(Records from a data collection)
== Segment start ==

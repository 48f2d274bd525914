pub mod cleanup;
pub mod config;
pub mod engine;
pub mod table;

pub use config::{ExtractionConfig, RasterMode};
pub use engine::{ExtractedImage, PdfEngine, TextBlock};

use cf_core::{CfError, CfResult, ErrorKind};
use cf_llm::LlmGateway;
use cf_vision::ImageDescription;
use serde::{Deserialize, Serialize};
use std::path::Path;
use std::sync::Arc;
use tokio::sync::Semaphore;
use tokio::task::JoinSet;

/// A page-space bounding box, shared by every element of the PDF Artefact
/// (spec §3): `{x, y, width, height}` in PDF user-space units.
#[derive(Debug, Clone, Copy, Default, PartialEq, Serialize, Deserialize)]
pub struct BoundingBox {
    pub x: f64,
    pub y: f64,
    pub width: f64,
    pub height: f64,
}

/// One element of a page's content stream, in document order (spec §3 tagged
/// union `{text: {bbox, content}} | {image: {bbox, width, height, blob_key,
/// description?, surrounding_text?}}`).
#[derive(Debug, Clone, Serialize, Deserialize)]
#[serde(rename_all = "snake_case")]
pub enum PageElement {
    Text {
        bbox: BoundingBox,
        content: String,
    },
    Image {
        bbox: BoundingBox,
        width: u32,
        height: u32,
        /// Key of this image within the artefact's blob bundle, e.g.
        /// `<stem>_p2_i1.png` — resolved to a full storage key by the caller.
        blob_key: String,
        #[serde(skip_serializing_if = "Option::is_none")]
        description: Option<ImageDescription>,
        /// Present iff `description` is present — spec §8: "every image
        /// element either has both `description` and `surrounding_text` or
        /// neither".
        #[serde(skip_serializing_if = "Option::is_none")]
        surrounding_text: Option<String>,
    },
}

/// One page of the PDF Artefact (spec §3).
#[derive(Debug, Clone, Serialize, Deserialize)]
pub struct PdfPageArtefact {
    pub page_number: u32,
    pub raw_text: String,
    pub elements: Vec<PageElement>,
}

/// Document-level metadata (spec §3 `meta{filename, created_at, language, vision_model}`).
#[derive(Debug, Clone, Serialize, Deserialize)]
pub struct ArtefactMeta {
    pub filename: String,
    pub created_at: chrono::DateTime<chrono::Utc>,
    pub language: Option<String>,
    pub vision_model: Option<String>,
}

/// Document-level counters (spec §3 `stats{page_count, images_detected,
/// images_analysed, raster_pages[]}`).
#[derive(Debug, Clone, Default, Serialize, Deserialize)]
pub struct ArtefactStats {
    pub page_count: u32,
    pub images_detected: u32,
    pub images_analysed: u32,
    pub raster_pages: Vec<u32>,
}

/// The PDF Artefact (spec §3): everything `result/<stem>_unified.json` holds.
#[derive(Debug, Clone, Serialize, Deserialize)]
pub struct ExtractionOutcome {
    pub meta: ArtefactMeta,
    pub pages: Vec<PdfPageArtefact>,
    pub stats: ArtefactStats,
    /// Raw image bytes keyed by `blob_key`, stripped before the artefact is
    /// serialized — storage is the caller's concern, not this crate's. The
    /// caller persists each `(blob_key, bytes)` pair under `result/images/`.
    #[serde(skip)]
    pub image_blobs: Vec<(String, Vec<u8>)>,
}

/// Text extracted synchronously (pdfium is not `Send` across an await point
/// the way this crate needs, so all pdfium work happens inside one
/// `spawn_blocking`, mirroring the teacher's `process_pdf`).
struct PageSyncData {
    page_num: u32,
    text: String,
    is_table: bool,
    should_rasterize: bool,
    raster: Option<(BoundingBox, Vec<u8>)>,
    images: Vec<PendingImage>,
}

struct PendingImage {
    index: u32,
    bytes: Vec<u8>,
    width: u32,
    height: u32,
    bbox: BoundingBox,
    surrounding_text: String,
}

fn extract_pages_sync(path: &Path, config: &ExtractionConfig) -> CfResult<Vec<PageSyncData>> {
    let engine = PdfEngine::new()?;
    let doc = engine.open_document(path)?;
    let total_pages = PdfEngine::page_count(&doc);

    let start = config.start_page.unwrap_or(1).max(1);
    let end = config.end_page.unwrap_or(total_pages).min(total_pages);

    let mut pages = Vec::new();
    let mut raw_texts: Vec<(u32, String)> = Vec::new();

    for page_num in start..=end {
        let page = doc
            .pages()
            .get((page_num - 1) as u16)
            .map_err(|e| CfError::new(ErrorKind::PdfUnreadable, format!("page {page_num}: {e}")))?;

        let text = cleanup::cleanup_extracted_text(&PdfEngine::extract_page_text(&page));
        let coverage = PdfEngine::get_image_coverage(&page);
        let should_rasterize = match config.raster_mode {
            RasterMode::Always => true,
            RasterMode::Never => false,
            RasterMode::Manual => config.raster_pages.as_ref().is_some_and(|pages| pages.contains(&page_num)),
            RasterMode::Auto => {
                coverage >= config.raster_coverage_threshold && text.len() < config.raster_text_char_threshold
            }
        };
        let is_table = config.table_extraction && table::looks_like_table(&text);

        let raster = if should_rasterize || is_table {
            let (_, bytes) = PdfEngine::render_page_as_image(&page, config.dpi)?;
            let bbox = BoundingBox { x: 0.0, y: 0.0, width: page.width().value as f64, height: page.height().value as f64 };
            Some((bbox, bytes))
        } else {
            None
        };

        let text_blocks = PdfEngine::extract_text_blocks(&page);
        let mut pending_images = Vec::new();
        if !should_rasterize {
            for img in PdfEngine::extract_page_images(&page, config.min_image_size)? {
                let center = (img.bbox.x + img.bbox.width / 2.0, img.bbox.y + img.bbox.height / 2.0);
                let surrounding = engine::surrounding_text(&text_blocks, center);
                pending_images.push(PendingImage {
                    index: img.index,
                    bytes: img.bytes,
                    width: img.width,
                    height: img.height,
                    bbox: img.bbox,
                    surrounding_text: surrounding,
                });
            }
        }

        raw_texts.push((page_num, text.clone()));
        pages.push(PageSyncData {
            page_num,
            text,
            is_table,
            should_rasterize,
            raster,
            images: pending_images,
        });
    }

    cleanup::strip_headers_footers(&mut raw_texts);
    for (page, (_, stripped)) in pages.iter_mut().zip(raw_texts.into_iter()) {
        page.text = stripped;
    }

    Ok(pages)
}

/// Extract a PDF into the PDF Artefact (spec §3/§4.7).
///
/// `stem` is the document's filename stem, used to name every recovered
/// image `<stem>_p<page>_i<idx>.png` per spec §6. All pdfium work runs
/// inside `spawn_blocking`; page-level enrichment then fans out with a
/// `Semaphore`-bounded `JoinSet`, grounded on the teacher's `process_pdf`
/// concurrency pattern in `processor.rs`.
pub async fn extract_pdf(
    path: &Path,
    stem: &str,
    config: ExtractionConfig,
    gateway: Option<Arc<LlmGateway>>,
) -> CfResult<ExtractionOutcome> {
    let filename = path.file_name().and_then(|n| n.to_str()).unwrap_or(stem).to_string();
    let path_owned = path.to_path_buf();
    let config_for_blocking = config.clone();
    let pages = tokio::task::spawn_blocking(move || extract_pages_sync(&path_owned, &config_for_blocking))
        .await
        .map_err(|e| CfError::with_source(ErrorKind::PdfUnreadable, "pdf extraction task panicked", e))??;

    let page_count = pages.len() as u32;
    let page_semaphore = Arc::new(Semaphore::new(config.max_concurrent_pages.max(1)));
    let image_semaphore = Arc::new(Semaphore::new(config.max_concurrent_images.max(1)));
    let max_images = config.max_images_per_document;
    let described_so_far = Arc::new(std::sync::atomic::AtomicU32::new(0));

    let mut joins = JoinSet::new();
    for page in pages {
        let page_sem = page_semaphore.clone();
        let image_sem = image_semaphore.clone();
        let gateway = gateway.clone();
        let described_so_far = described_so_far.clone();
        let text_only = config.text_only;
        let stem = stem.to_string();

        joins.spawn(async move {
            let _permit = page_sem.acquire_owned().await.expect("page semaphore never closes");
            process_page(page, &stem, gateway, image_sem, max_images, described_so_far, text_only).await
        });
    }

    let mut page_outputs = Vec::with_capacity(page_count as usize);
    while let Some(result) = joins.join_next().await {
        let page_result = result
            .map_err(|e| CfError::with_source(ErrorKind::PdfUnreadable, "page task panicked", e))??;
        page_outputs.push(page_result);
    }
    page_outputs.sort_by_key(|p| p.page_number);

    let mut pages = Vec::with_capacity(page_outputs.len());
    let mut image_blobs = Vec::new();
    let mut raster_pages = Vec::new();
    let mut images_detected = 0u32;
    let mut images_analysed = 0u32;

    for output in page_outputs {
        if output.rasterized {
            raster_pages.push(output.page_number);
        }
        for (key, bytes) in output.image_blobs {
            image_blobs.push((key, bytes));
        }
        for element in &output.artefact.elements {
            if let PageElement::Image { description, .. } = element {
                images_detected += 1;
                if description.is_some() {
                    images_analysed += 1;
                }
            }
        }
        pages.push(output.artefact);
    }

    Ok(ExtractionOutcome {
        meta: ArtefactMeta {
            filename,
            created_at: chrono::Utc::now(),
            language: None,
            vision_model: gateway.as_ref().map(|g| g.model_name().to_string()),
        },
        pages,
        stats: ArtefactStats { page_count, images_detected, images_analysed, raster_pages },
        image_blobs,
    })
}

struct PageOutput {
    page_number: u32,
    artefact: PdfPageArtefact,
    image_blobs: Vec<(String, Vec<u8>)>,
    rasterized: bool,
}

async fn process_page(
    page: PageSyncData,
    stem: &str,
    gateway: Option<Arc<LlmGateway>>,
    image_semaphore: Arc<Semaphore>,
    max_images: Option<usize>,
    described_so_far: Arc<std::sync::atomic::AtomicU32>,
    text_only: bool,
) -> CfResult<PageOutput> {
    let page_num = page.page_num;

    if page.should_rasterize {
        let (bbox, bytes) = page.raster.expect("should_rasterize implies a render was produced");
        let blob_key = format!("{stem}_p{page_num}_i0.png");
        let description = if text_only || gateway.is_none() {
            None
        } else {
            let _permit = image_semaphore.acquire().await.expect("image semaphore never closes");
            Some(cf_vision::describe_image(gateway.as_ref().unwrap(), &bytes, "image/png", &page.text).await)
        };
        let surrounding_text = description.as_ref().map(|_| page.text.clone());
        if description.is_some() {
            described_so_far.fetch_add(1, std::sync::atomic::Ordering::Relaxed);
        }

        let elements = vec![
            PageElement::Text { bbox: BoundingBox::default(), content: page.text.clone() },
            PageElement::Image {
                bbox,
                width: 0,
                height: 0,
                blob_key: blob_key.clone(),
                description,
                surrounding_text,
            },
        ];

        return Ok(PageOutput {
            page_number: page_num,
            artefact: PdfPageArtefact { page_number: page_num, raw_text: page.text, elements },
            image_blobs: vec![(blob_key, bytes)],
            rasterized: true,
        });
    }

    let mut elements = vec![PageElement::Text { bbox: BoundingBox::default(), content: page.text.clone() }];
    let mut image_blobs = Vec::with_capacity(page.images.len());

    for img in page.images {
        let over_cap = max_images.is_some_and(|cap| described_so_far.load(std::sync::atomic::Ordering::Relaxed) as usize >= cap);
        let blob_key = format!("{stem}_p{page_num}_i{}.png", img.index);

        let description = if text_only || gateway.is_none() || over_cap {
            None
        } else {
            let _permit = image_semaphore.acquire().await.expect("image semaphore never closes");
            let d = cf_vision::describe_image(gateway.as_ref().unwrap(), &img.bytes, "image/png", &img.surrounding_text).await;
            described_so_far.fetch_add(1, std::sync::atomic::Ordering::Relaxed);
            Some(d)
        };
        let surrounding_text = description.as_ref().map(|_| img.surrounding_text.clone());

        elements.push(PageElement::Image {
            bbox: img.bbox,
            width: img.width,
            height: img.height,
            blob_key: blob_key.clone(),
            description,
            surrounding_text,
        });
        image_blobs.push((blob_key, img.bytes));
    }

    if page.is_table && !page.should_rasterize {
        tracing::debug!(page = page_num, "table-formatted content detected");
    }

    Ok(PageOutput {
        page_number: page_num,
        artefact: PdfPageArtefact { page_number: page_num, raw_text: page.text, elements },
        image_blobs,
        rasterized: false,
    })
}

== Segment end ==

## PROBLEM DESCRIPTION
All lines of the records containing "this" should be shown.

## ANSWER
        /// Key of this image within the artefact's blob bundle, e.g.
    /// serialized — storage is the caller's concern, not this crate's. The
/// the way this crate needs, so all pdfium work happens inside one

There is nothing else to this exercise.